EXERCISE GOAL
The entries follow. Copy every line in which "pending" appears.

Saved entries

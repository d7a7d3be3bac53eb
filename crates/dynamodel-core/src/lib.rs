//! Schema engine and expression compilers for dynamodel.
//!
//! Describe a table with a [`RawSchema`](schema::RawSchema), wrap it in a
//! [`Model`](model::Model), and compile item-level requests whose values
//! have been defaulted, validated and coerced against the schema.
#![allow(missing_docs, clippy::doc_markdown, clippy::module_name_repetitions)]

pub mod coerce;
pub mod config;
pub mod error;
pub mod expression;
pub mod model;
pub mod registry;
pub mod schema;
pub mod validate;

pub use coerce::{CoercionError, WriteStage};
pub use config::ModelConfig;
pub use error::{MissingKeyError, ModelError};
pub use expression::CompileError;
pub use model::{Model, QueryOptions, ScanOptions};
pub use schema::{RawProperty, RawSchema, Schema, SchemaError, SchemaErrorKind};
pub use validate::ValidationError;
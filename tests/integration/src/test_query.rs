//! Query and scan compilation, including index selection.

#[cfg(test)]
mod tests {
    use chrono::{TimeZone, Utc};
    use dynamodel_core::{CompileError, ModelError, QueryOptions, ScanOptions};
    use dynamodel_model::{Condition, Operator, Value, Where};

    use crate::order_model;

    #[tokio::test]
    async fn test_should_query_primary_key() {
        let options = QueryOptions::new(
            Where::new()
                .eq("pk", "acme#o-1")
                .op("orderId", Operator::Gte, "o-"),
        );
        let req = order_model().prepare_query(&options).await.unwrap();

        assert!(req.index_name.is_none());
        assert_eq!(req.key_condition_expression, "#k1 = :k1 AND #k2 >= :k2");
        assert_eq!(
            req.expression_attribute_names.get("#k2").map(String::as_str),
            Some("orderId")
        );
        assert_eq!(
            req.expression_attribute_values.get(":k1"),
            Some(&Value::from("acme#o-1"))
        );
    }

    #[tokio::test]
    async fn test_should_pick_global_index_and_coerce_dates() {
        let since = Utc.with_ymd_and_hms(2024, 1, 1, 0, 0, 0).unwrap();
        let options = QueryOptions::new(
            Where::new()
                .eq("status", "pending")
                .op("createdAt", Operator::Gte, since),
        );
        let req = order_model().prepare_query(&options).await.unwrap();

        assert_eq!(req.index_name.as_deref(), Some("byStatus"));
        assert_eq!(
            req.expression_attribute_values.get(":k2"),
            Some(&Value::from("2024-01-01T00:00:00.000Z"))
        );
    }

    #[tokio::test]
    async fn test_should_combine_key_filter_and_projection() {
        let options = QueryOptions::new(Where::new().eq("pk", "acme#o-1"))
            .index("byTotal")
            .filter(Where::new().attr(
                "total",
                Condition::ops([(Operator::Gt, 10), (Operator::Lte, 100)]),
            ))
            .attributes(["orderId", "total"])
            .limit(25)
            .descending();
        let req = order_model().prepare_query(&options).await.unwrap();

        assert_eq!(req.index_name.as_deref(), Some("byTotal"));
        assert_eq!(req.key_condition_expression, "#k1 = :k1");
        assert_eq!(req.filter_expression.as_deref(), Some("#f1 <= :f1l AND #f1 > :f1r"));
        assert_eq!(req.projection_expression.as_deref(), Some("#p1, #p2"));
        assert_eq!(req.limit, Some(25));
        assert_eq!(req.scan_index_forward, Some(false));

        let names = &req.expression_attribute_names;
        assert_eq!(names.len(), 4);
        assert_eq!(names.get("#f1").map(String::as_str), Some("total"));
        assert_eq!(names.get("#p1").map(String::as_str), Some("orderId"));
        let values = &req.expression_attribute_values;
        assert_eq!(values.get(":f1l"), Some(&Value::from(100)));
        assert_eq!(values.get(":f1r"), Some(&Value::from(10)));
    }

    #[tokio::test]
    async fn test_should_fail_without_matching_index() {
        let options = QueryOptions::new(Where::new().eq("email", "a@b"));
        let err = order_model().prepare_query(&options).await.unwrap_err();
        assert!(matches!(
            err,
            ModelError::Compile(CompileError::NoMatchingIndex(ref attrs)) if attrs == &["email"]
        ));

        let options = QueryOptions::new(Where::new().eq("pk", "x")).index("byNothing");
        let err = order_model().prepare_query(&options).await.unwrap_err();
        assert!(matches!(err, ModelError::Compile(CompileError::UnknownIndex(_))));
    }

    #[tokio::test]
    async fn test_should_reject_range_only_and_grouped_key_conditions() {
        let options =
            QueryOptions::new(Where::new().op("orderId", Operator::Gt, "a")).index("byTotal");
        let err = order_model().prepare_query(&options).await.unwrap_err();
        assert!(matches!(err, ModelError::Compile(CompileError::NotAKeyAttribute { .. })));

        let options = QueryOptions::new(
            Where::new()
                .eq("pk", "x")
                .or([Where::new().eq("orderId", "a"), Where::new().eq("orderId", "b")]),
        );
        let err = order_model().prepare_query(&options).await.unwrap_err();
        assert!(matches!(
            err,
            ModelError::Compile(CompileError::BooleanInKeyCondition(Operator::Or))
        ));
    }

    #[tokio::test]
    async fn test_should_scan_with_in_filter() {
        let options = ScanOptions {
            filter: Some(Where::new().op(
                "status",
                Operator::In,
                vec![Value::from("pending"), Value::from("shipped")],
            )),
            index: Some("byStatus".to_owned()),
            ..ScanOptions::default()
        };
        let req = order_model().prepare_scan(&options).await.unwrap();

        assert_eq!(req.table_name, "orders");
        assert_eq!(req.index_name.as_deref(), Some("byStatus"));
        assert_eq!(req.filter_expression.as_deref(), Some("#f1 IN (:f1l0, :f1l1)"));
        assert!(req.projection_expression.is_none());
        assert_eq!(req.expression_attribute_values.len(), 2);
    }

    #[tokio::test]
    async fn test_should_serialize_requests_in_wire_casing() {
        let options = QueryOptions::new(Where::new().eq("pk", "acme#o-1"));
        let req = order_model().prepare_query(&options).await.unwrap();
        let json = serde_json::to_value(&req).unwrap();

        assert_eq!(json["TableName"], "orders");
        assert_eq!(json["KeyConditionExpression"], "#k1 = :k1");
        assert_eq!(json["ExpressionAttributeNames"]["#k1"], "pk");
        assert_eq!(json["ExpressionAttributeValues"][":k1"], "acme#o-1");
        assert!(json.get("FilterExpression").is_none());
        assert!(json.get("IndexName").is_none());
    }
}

WRITTEN ANSWER
                .eq("status", "pending")
                vec![Value::from("pending"), Value::from("shipped")],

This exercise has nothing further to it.